When I get my bus every morning, it's 8:30am. I'm tired, bored, frustrated and confused with my life. I don't care how old, friendly, drunk, bored, interesting, famous or rich you are, don't talk to me.
There are two prams on this bus already ma'am, so either tell your five year old girl so stop being a lazy bitch and get out the pram or walk. Oh, and you with the super-pram, I can see you've just had a pretty little baby, but that will not stop me putting my foot up your ass if you bring that buggy on here again, what does it morph into, Optimus Prime's dog? It's massive and if I have to move one more time, because you spent more money on that buggy than a car, I will take that baby and throw it out the window.
I swear to God, if one more mother-fucking pikey sits next to me and bathes me in their retched pissy body oder I will shoot them down. I honestly will. That goes for chain-smokers that smell like wet ash too. I will have to cut you.

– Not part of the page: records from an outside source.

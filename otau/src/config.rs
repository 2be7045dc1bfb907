//! Configuration file and effective run settings.
//!
//! Settings live in `~/.otau/config.ini`. A missing file means defaults;
//! keys that are absent fall back to their default individually.
//!
//! ```ini
//! [index]
//! url = https://raw.githubusercontent.com/Koenkk/zigbee-OTA/master/index.json
//! audit_file = index.json
//!
//! [download]
//! output_dir = .
//! timeout = 5
//! sockets_per_origin = 10
//! max_redirects = 5
//!
//! [logging]
//! level = info
//! file = false
//!
//! [mirror.local]
//! url_prefix = https://github.com/Koenkk/zigbee-OTA/raw/master/images
//! base_url = http://localhost:8080/images
//! accept_invalid_certs = false
//! ```

use std::path::{Path, PathBuf};
use std::str::FromStr;
use std::time::Duration;

use ini::Ini;
use thiserror::Error;

use crate::index::{DEFAULT_INDEX_URL, INDEX_AUDIT_FILE};
use crate::origin::{
    default_origins, ClientSettings, OriginConfig, DEFAULT_MAX_REDIRECTS, DEFAULT_MAX_SOCKETS,
    DEFAULT_TIMEOUT_SECS,
};

/// Name of the per-user configuration directory under `$HOME`.
pub const CONFIG_DIR_NAME: &str = ".otau";

/// Name of the configuration file.
pub const CONFIG_FILE_NAME: &str = "config.ini";

/// Accepted request timeout range, in seconds.
pub const MIN_TIMEOUT_SECS: u64 = 1;
pub const MAX_TIMEOUT_SECS: u64 = 60;

const MIRROR_SECTION_PREFIX: &str = "mirror.";

/// Errors that can occur while loading configuration.
#[derive(Debug, Error)]
pub enum ConfigError {
    #[error("failed to read config file {path}: {source}")]
    Read {
        path: PathBuf,
        #[source]
        source: ini::Error,
    },

    #[error("failed to parse config: {0}")]
    Parse(#[from] ini::ParseError),

    #[error("invalid value '{value}' for [{section}] {key}: {reason}")]
    InvalidValue {
        section: String,
        key: String,
        value: String,
        reason: String,
    },

    #[error("mirror '{name}' is missing required key '{key}'")]
    IncompleteMirror { name: String, key: String },
}

/// The per-user configuration directory, `~/.otau`.
pub fn config_dir() -> PathBuf {
    dirs::home_dir()
        .unwrap_or_else(|| PathBuf::from("."))
        .join(CONFIG_DIR_NAME)
}

/// Path of the configuration file.
pub fn config_file_path() -> PathBuf {
    config_dir().join(CONFIG_FILE_NAME)
}

/// Default directory for log files.
pub fn default_log_dir() -> PathBuf {
    config_dir().join("logs")
}

/// Clamp a timeout to the accepted range.
pub fn clamp_timeout(secs: u64) -> u64 {
    secs.clamp(MIN_TIMEOUT_SECS, MAX_TIMEOUT_SECS)
}

/// Contents of the configuration file.
#[derive(Debug, Clone, PartialEq, Eq)]
pub struct ConfigFile {
    pub index_url: String,
    /// Name of the index copy inside the output directory; empty disables it.
    pub audit_file: String,
    pub output_dir: PathBuf,
    pub timeout_secs: u64,
    pub sockets_per_origin: usize,
    pub max_redirects: usize,
    pub log_level: String,
    pub log_to_file: bool,
    pub origins: Vec<OriginConfig>,
}

impl Default for ConfigFile {
    fn default() -> Self {
        Self {
            index_url: DEFAULT_INDEX_URL.to_string(),
            audit_file: INDEX_AUDIT_FILE.to_string(),
            output_dir: PathBuf::from("."),
            timeout_secs: DEFAULT_TIMEOUT_SECS,
            sockets_per_origin: DEFAULT_MAX_SOCKETS,
            max_redirects: DEFAULT_MAX_REDIRECTS,
            log_level: "info".to_string(),
            log_to_file: false,
            origins: default_origins(),
        }
    }
}

impl ConfigFile {
    /// Load `~/.otau/config.ini`, or defaults when it does not exist.
    pub fn load() -> Result<Self, ConfigError> {
        Self::load_from(&config_file_path())
    }

    /// Load from `path`, or defaults when it does not exist.
    pub fn load_from(path: &Path) -> Result<Self, ConfigError> {
        if !path.exists() {
            return Ok(Self::default());
        }
        let ini = Ini::load_from_file(path).map_err(|source| ConfigError::Read {
            path: path.to_path_buf(),
            source,
        })?;
        Self::from_ini(&ini)
    }

    /// Parse INI text.
    pub fn parse(text: &str) -> Result<Self, ConfigError> {
        let ini = Ini::load_from_str(text)?;
        Self::from_ini(&ini)
    }

    fn from_ini(ini: &Ini) -> Result<Self, ConfigError> {
        let mut config = Self::default();

        if let Some(section) = ini.section(Some("index")) {
            if let Some(url) = section.get("url") {
                config.index_url = url.trim().to_string();
            }
            if let Some(file) = section.get("audit_file") {
                config.audit_file = file.trim().to_string();
            }
        }

        if let Some(section) = ini.section(Some("download")) {
            if let Some(dir) = section.get("output_dir") {
                config.output_dir = expand_tilde(dir.trim());
            }
            if let Some(value) = section.get("timeout") {
                config.timeout_secs = clamp_timeout(parse_value("download", "timeout", value)?);
            }
            if let Some(value) = section.get("sockets_per_origin") {
                let sockets: usize = parse_value("download", "sockets_per_origin", value)?;
                if sockets == 0 {
                    return Err(invalid("download", "sockets_per_origin", value, "must be at least 1"));
                }
                config.sockets_per_origin = sockets;
            }
            if let Some(value) = section.get("max_redirects") {
                config.max_redirects = parse_value("download", "max_redirects", value)?;
            }
        }

        if let Some(section) = ini.section(Some("logging")) {
            if let Some(level) = section.get("level") {
                config.log_level = level.trim().to_string();
            }
            if let Some(value) = section.get("file") {
                config.log_to_file = parse_bool("logging", "file", value)?;
            }
        }

        for (name, properties) in ini.iter() {
            let Some(mirror) = name.and_then(|n| n.strip_prefix(MIRROR_SECTION_PREFIX)) else {
                continue;
            };
            let section = format!("{}{}", MIRROR_SECTION_PREFIX, mirror);
            let required = |key: &str| {
                properties
                    .get(key)
                    .map(|v| v.trim().to_string())
                    .ok_or_else(|| ConfigError::IncompleteMirror {
                        name: mirror.to_string(),
                        key: key.to_string(),
                    })
            };
            let accept_invalid_certs = match properties.get("accept_invalid_certs") {
                Some(value) => parse_bool(&section, "accept_invalid_certs", value)?,
                None => false,
            };
            let origin = OriginConfig::new(mirror, required("url_prefix")?, required("base_url")?)
                .with_accept_invalid_certs(accept_invalid_certs);
            config.set_origin(origin);
        }

        Ok(config)
    }

    /// Add a mirror, replacing any existing mirror of the same name in place.
    pub fn set_origin(&mut self, origin: OriginConfig) {
        match self.origins.iter_mut().find(|o| o.name == origin.name) {
            Some(existing) => *existing = origin,
            None => self.origins.push(origin),
        }
    }

    /// Render the configuration as INI text.
    pub fn to_ini_string(&self) -> String {
        let mut ini = Ini::new();
        ini.with_section(Some("index"))
            .set("url", self.index_url.as_str())
            .set("audit_file", self.audit_file.as_str());
        ini.with_section(Some("download"))
            .set("output_dir", self.output_dir.display().to_string())
            .set("timeout", self.timeout_secs.to_string())
            .set("sockets_per_origin", self.sockets_per_origin.to_string())
            .set("max_redirects", self.max_redirects.to_string());
        ini.with_section(Some("logging"))
            .set("level", self.log_level.as_str())
            .set("file", self.log_to_file.to_string());
        for origin in &self.origins {
            ini.with_section(Some(format!("{}{}", MIRROR_SECTION_PREFIX, origin.name)))
                .set("url_prefix", origin.url_prefix.as_str())
                .set("base_url", origin.base_url.as_str())
                .set("accept_invalid_certs", origin.accept_invalid_certs.to_string());
        }

        let mut buffer = Vec::new();
        // Writing into a Vec cannot fail.
        let _ = ini.write_to(&mut buffer);
        String::from_utf8_lossy(&buffer).into_owned()
    }
}

/// Effective settings for one download run.
#[derive(Debug, Clone, PartialEq, Eq)]
pub struct FetchConfig {
    pub index_url: String,
    pub output_dir: PathBuf,
    /// Index copy location; `None` disables the copy.
    pub audit_path: Option<PathBuf>,
    pub client: ClientSettings,
    pub origins: Vec<OriginConfig>,
}

impl Default for FetchConfig {
    fn default() -> Self {
        Self::from_config(&ConfigFile::default())
    }
}

impl FetchConfig {
    pub fn from_config(config: &ConfigFile) -> Self {
        let audit_file = (!config.audit_file.is_empty()).then(|| PathBuf::from(&config.audit_file));
        Self {
            index_url: config.index_url.clone(),
            audit_path: audit_file.map(|file| config.output_dir.join(file)),
            output_dir: config.output_dir.clone(),
            client: ClientSettings {
                timeout: Duration::from_secs(clamp_timeout(config.timeout_secs)),
                max_sockets: config.sockets_per_origin.max(1),
                max_redirects: config.max_redirects,
            },
            origins: config.origins.clone(),
        }
    }

    /// Use a different output directory; the index copy moves with it.
    pub fn with_output_dir(mut self, dir: impl Into<PathBuf>) -> Self {
        let dir = dir.into();
        if let Some(file) = self.audit_path.as_ref().and_then(|p| p.file_name()) {
            self.audit_path = Some(dir.join(file));
        }
        self.output_dir = dir;
        self
    }

    /// Set the request timeout, clamped to 1-60 seconds.
    pub fn with_timeout_secs(mut self, secs: u64) -> Self {
        self.client.timeout = Duration::from_secs(clamp_timeout(secs));
        self
    }

    pub fn with_index_url(mut self, url: impl Into<String>) -> Self {
        self.index_url = url.into();
        self
    }

    pub fn with_origins(mut self, origins: Vec<OriginConfig>) -> Self {
        self.origins = origins;
        self
    }

    pub fn without_audit_copy(mut self) -> Self {
        self.audit_path = None;
        self
    }
}

fn expand_tilde(path: &str) -> PathBuf {
    match path.strip_prefix("~/") {
        Some(rest) => dirs::home_dir()
            .map(|home| home.join(rest))
            .unwrap_or_else(|| PathBuf::from(path)),
        None => PathBuf::from(path),
    }
}

fn parse_value<T>(section: &str, key: &str, value: &str) -> Result<T, ConfigError>
where
    T: FromStr,
    T::Err: std::fmt::Display,
{
    value
        .trim()
        .parse()
        .map_err(|e: T::Err| invalid(section, key, value, &e.to_string()))
}

fn parse_bool(section: &str, key: &str, value: &str) -> Result<bool, ConfigError> {
    match value.trim().to_ascii_lowercase().as_str() {
        "true" | "yes" | "1" | "on" => Ok(true),
        "false" | "no" | "0" | "off" => Ok(false),
        _ => Err(invalid(section, key, value, "expected true or false")),
    }
}

fn invalid(section: &str, key: &str, value: &str, reason: &str) -> ConfigError {
    ConfigError::InvalidValue {
        section: section.to_string(),
        key: key.to_string(),
        value: value.to_string(),
        reason: reason.to_string(),
    }
}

Mr. Bus-driver, I ask you kindly to please stop fucking about. You are wasting my, and my 28 fellow bus mates, time. If you get to the station at 8:45am, I expect you to leave at 8:46am. So can you please not let me on and get off to have a cigarette and a chat with your fellow bus drivers, because I have to be at college at 9:00am, not leaving the bus station at 9:00am. If you arrive at a bus station, driving a bus, in a bus drivers uniform, my general assumption is that you’re a bus driver. Either drive me to college, or it wont be lung cancer you die of.
I hate all of you, every single one of you, that get up and start walking to the front of the bus before the bus has stopped. I swear to God, you know, and I know, and everyone else knows, when the bus stops, and you are stood in the middle of the isle like the dumb-ass you are, you are going to fly forward and look like a dick. So don't fumble around, embarrassed by your near trip, stop. Just stop, or I will put my leg out next time and laugh when you fall. Just wait, like normal people, for the bus to stop.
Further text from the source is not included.